_EXERCISE_
The data below is to be copied exactly, line by line.

Stored data entries:

----------

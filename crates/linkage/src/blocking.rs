//! Blocking: partition events into buckets so only plausible pairs are scored.

use std::collections::BTreeMap;

use serde::Serialize;

use crate::config::{BlockKeyField, LinkageConfig, SHARED_REPORTER_GROUP};
use crate::error::LinkageError;
use crate::model::{BlockKey, CanonicalLoanEvent, EventRole};

/// Key component for a null field. Null-on-null events share a bucket and
/// the scorer drops the field from the denominator.
const NULL_COMPONENT: &str = "NA";

/// One bucket: originations and purchases as indices into the event slice,
/// each ordered by `(reported_at_index, event_id)`.
#[derive(Debug, Clone, PartialEq)]
pub struct Block {
    pub key: BlockKey,
    pub originations: Vec<usize>,
    pub purchases: Vec<usize>,
}

impl Block {
    pub fn pair_count(&self) -> usize {
        self.originations.len() * self.purchases.len()
    }
}

#[derive(Debug, Clone, Default, PartialEq, Eq, Serialize)]
pub struct BlockingStats {
    pub blocks: usize,
    pub candidate_pairs: usize,
    pub largest_block_pairs: usize,
    /// Originations sold to a non-reporting purchaser.
    pub withheld: usize,
}

#[derive(Debug, Clone)]
pub struct BlockingIndex {
    blocks: Vec<Block>,
    withheld: Vec<usize>,
    stats: BlockingStats,
}

impl BlockingIndex {
    pub fn build(
        events: &[CanonicalLoanEvent],
        config: &LinkageConfig,
    ) -> Result<Self, LinkageError> {
        let fields = config.block_key()?;
        let windowed = fields.contains(&BlockKeyField::YearWindow);

        let mut buckets: BTreeMap<BlockKey, (Vec<usize>, Vec<usize>)> = BTreeMap::new();
        let mut withheld = Vec::new();

        for (i, event) in events.iter().enumerate() {
            match event.event_role {
                EventRole::Origination => {
                    if config.is_non_reporting(event.purchaser_type) {
                        withheld.push(i);
                        continue;
                    }
                    let key = block_key(&fields, event, event.activity_year);
                    buckets.entry(key).or_default().0.push(i);
                }
                EventRole::Purchase => {
                    // A purchase of year P can follow an origination of any
                    // year in P - window ..= P.
                    let back = if windowed { i32::from(config.year_window) } else { 0 };
                    for anchor in (event.activity_year - back)..=event.activity_year {
                        let key = block_key(&fields, event, anchor);
                        buckets.entry(key).or_default().1.push(i);
                    }
                }
            }
        }

        let by_report_order = |a: &usize, b: &usize| {
            let (ea, eb) = (&events[*a], &events[*b]);
            ea.reported_at_index
                .cmp(&eb.reported_at_index)
                .then_with(|| ea.event_id.cmp(&eb.event_id))
        };

        let mut blocks = Vec::new();
        let mut stats = BlockingStats {
            withheld: withheld.len(),
            ..Default::default()
        };
        for (key, (mut originations, mut purchases)) in buckets {
            if originations.is_empty() || purchases.is_empty() {
                continue;
            }
            originations.sort_by(by_report_order);
            purchases.sort_by(by_report_order);
            let block = Block {
                key,
                originations,
                purchases,
            };
            stats.candidate_pairs += block.pair_count();
            stats.largest_block_pairs = stats.largest_block_pairs.max(block.pair_count());
            blocks.push(block);
        }
        stats.blocks = blocks.len();

        log::debug!(
            "blocking: {} blocks, {} candidate pairs (largest {}), {} originations withheld",
            stats.blocks,
            stats.candidate_pairs,
            stats.largest_block_pairs,
            stats.withheld
        );

        Ok(Self {
            blocks,
            withheld,
            stats,
        })
    }

    /// Non-empty blocks in key order.
    pub fn blocks(&self) -> &[Block] {
        &self.blocks
    }

    /// Event indices of originations kept out of blocking, ascending.
    pub fn withheld(&self) -> &[usize] {
        &self.withheld
    }

    pub fn stats(&self) -> &BlockingStats {
        &self.stats
    }
}

fn block_key(fields: &[BlockKeyField], event: &CanonicalLoanEvent, anchor_year: i32) -> BlockKey {
    let component = |value: Option<String>| value.unwrap_or_else(|| NULL_COMPONENT.to_string());
    BlockKey(
        fields
            .iter()
            .map(|field| match field {
                // Affiliation is judged per pair by the scorer, never by bucket.
                BlockKeyField::ReporterGroup => SHARED_REPORTER_GROUP.to_string(),
                BlockKeyField::State => component(event.geo_key.state.clone()),
                BlockKeyField::County => component(event.geo_key.county.clone()),
                BlockKeyField::LoanType => component(event.loan_type.map(|t| t.to_string())),
                BlockKeyField::LoanPurpose => component(event.loan_purpose.map(|p| p.to_string())),
                BlockKeyField::YearWindow => anchor_year.to_string(),
            })
            .collect(),
    )
}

----------

_EXERCISE SOLUTION_
filename crates/linkage/src/blocking.rs
//! Blocking: partition events into buckets so only plausible pairs are scored.

use std::collections::BTreeMap;

use serde::Serialize;

use crate::config::{BlockKeyField, LinkageConfig, SHARED_REPORTER_GROUP};
use crate::error::LinkageError;
use crate::model::{BlockKey, CanonicalLoanEvent, EventRole};

/// Key component for a null field. Null-on-null events share a bucket and
/// the scorer drops the field from the denominator.
const NULL_COMPONENT: &str = "NA";

/// One bucket: originations and purchases as indices into the event slice,
/// each ordered by `(reported_at_index, event_id)`.
#[derive(Debug, Clone, PartialEq)]
pub struct Block {
    pub key: BlockKey,
    pub originations: Vec<usize>,
    pub purchases: Vec<usize>,
}

impl Block {
    pub fn pair_count(&self) -> usize {
        self.originations.len() * self.purchases.len()
    }
}

#[derive(Debug, Clone, Default, PartialEq, Eq, Serialize)]
pub struct BlockingStats {
    pub blocks: usize,
    pub candidate_pairs: usize,
    pub largest_block_pairs: usize,
    /// Originations sold to a non-reporting purchaser.
    pub withheld: usize,
}

#[derive(Debug, Clone)]
pub struct BlockingIndex {
    blocks: Vec<Block>,
    withheld: Vec<usize>,
    stats: BlockingStats,
}

impl BlockingIndex {
    pub fn build(
        events: &[CanonicalLoanEvent],
        config: &LinkageConfig,
    ) -> Result<Self, LinkageError> {
        let fields = config.block_key()?;
        let windowed = fields.contains(&BlockKeyField::YearWindow);

        let mut buckets: BTreeMap<BlockKey, (Vec<usize>, Vec<usize>)> = BTreeMap::new();
        let mut withheld = Vec::new();

        for (i, event) in events.iter().enumerate() {
            match event.event_role {
                EventRole::Origination => {
                    if config.is_non_reporting(event.purchaser_type) {
                        withheld.push(i);
                        continue;
                    }
                    let key = block_key(&fields, event, event.activity_year);
                    buckets.entry(key).or_default().0.push(i);
                }
                EventRole::Purchase => {
                    // A purchase of year P can follow an origination of any
                    // year in P - window ..= P.
                    let back = if windowed { i32::from(config.year_window) } else { 0 };
                    for anchor in (event.activity_year - back)..=event.activity_year {
                        let key = block_key(&fields, event, anchor);
                        buckets.entry(key).or_default().1.push(i);
                    }
                }
            }
        }

        let by_report_order = |a: &usize, b: &usize| {
            let (ea, eb) = (&events[*a], &events[*b]);
            ea.reported_at_index
                .cmp(&eb.reported_at_index)
                .then_with(|| ea.event_id.cmp(&eb.event_id))
        };

        let mut blocks = Vec::new();
        let mut stats = BlockingStats {
            withheld: withheld.len(),
            ..Default::default()
        };
        for (key, (mut originations, mut purchases)) in buckets {
            if originations.is_empty() || purchases.is_empty() {
                continue;
            }
            originations.sort_by(by_report_order);
            purchases.sort_by(by_report_order);
            let block = Block {
                key,
                originations,
                purchases,
            };
            stats.candidate_pairs += block.pair_count();
            stats.largest_block_pairs = stats.largest_block_pairs.max(block.pair_count());
            blocks.push(block);
        }
        stats.blocks = blocks.len();

        log::debug!(
            "blocking: {} blocks, {} candidate pairs (largest {}), {} originations withheld",
            stats.blocks,
            stats.candidate_pairs,
            stats.largest_block_pairs,
            stats.withheld
        );

        Ok(Self {
            blocks,
            withheld,
            stats,
        })
    }

    /// Non-empty blocks in key order.
    pub fn blocks(&self) -> &[Block] {
        &self.blocks
    }

    /// Event indices of originations kept out of blocking, ascending.
    pub fn withheld(&self) -> &[usize] {
        &self.withheld
    }

    pub fn stats(&self) -> &BlockingStats {
        &self.stats
    }
}

fn block_key(fields: &[BlockKeyField], event: &CanonicalLoanEvent, anchor_year: i32) -> BlockKey {
    let component = |value: Option<String>| value.unwrap_or_else(|| NULL_COMPONENT.to_string());
    BlockKey(
        fields
            .iter()
            .map(|field| match field {
                // Affiliation is judged per pair by the scorer, never by bucket.
                BlockKeyField::ReporterGroup => SHARED_REPORTER_GROUP.to_string(),
                BlockKeyField::State => component(event.geo_key.state.clone()),
                BlockKeyField::County => component(event.geo_key.county.clone()),
                BlockKeyField::LoanType => component(event.loan_type.map(|t| t.to_string())),
                BlockKeyField::LoanPurpose => component(event.loan_purpose.map(|p| p.to_string())),
                BlockKeyField::YearWindow => anchor_year.to_string(),
            })
            .collect(),
    )
}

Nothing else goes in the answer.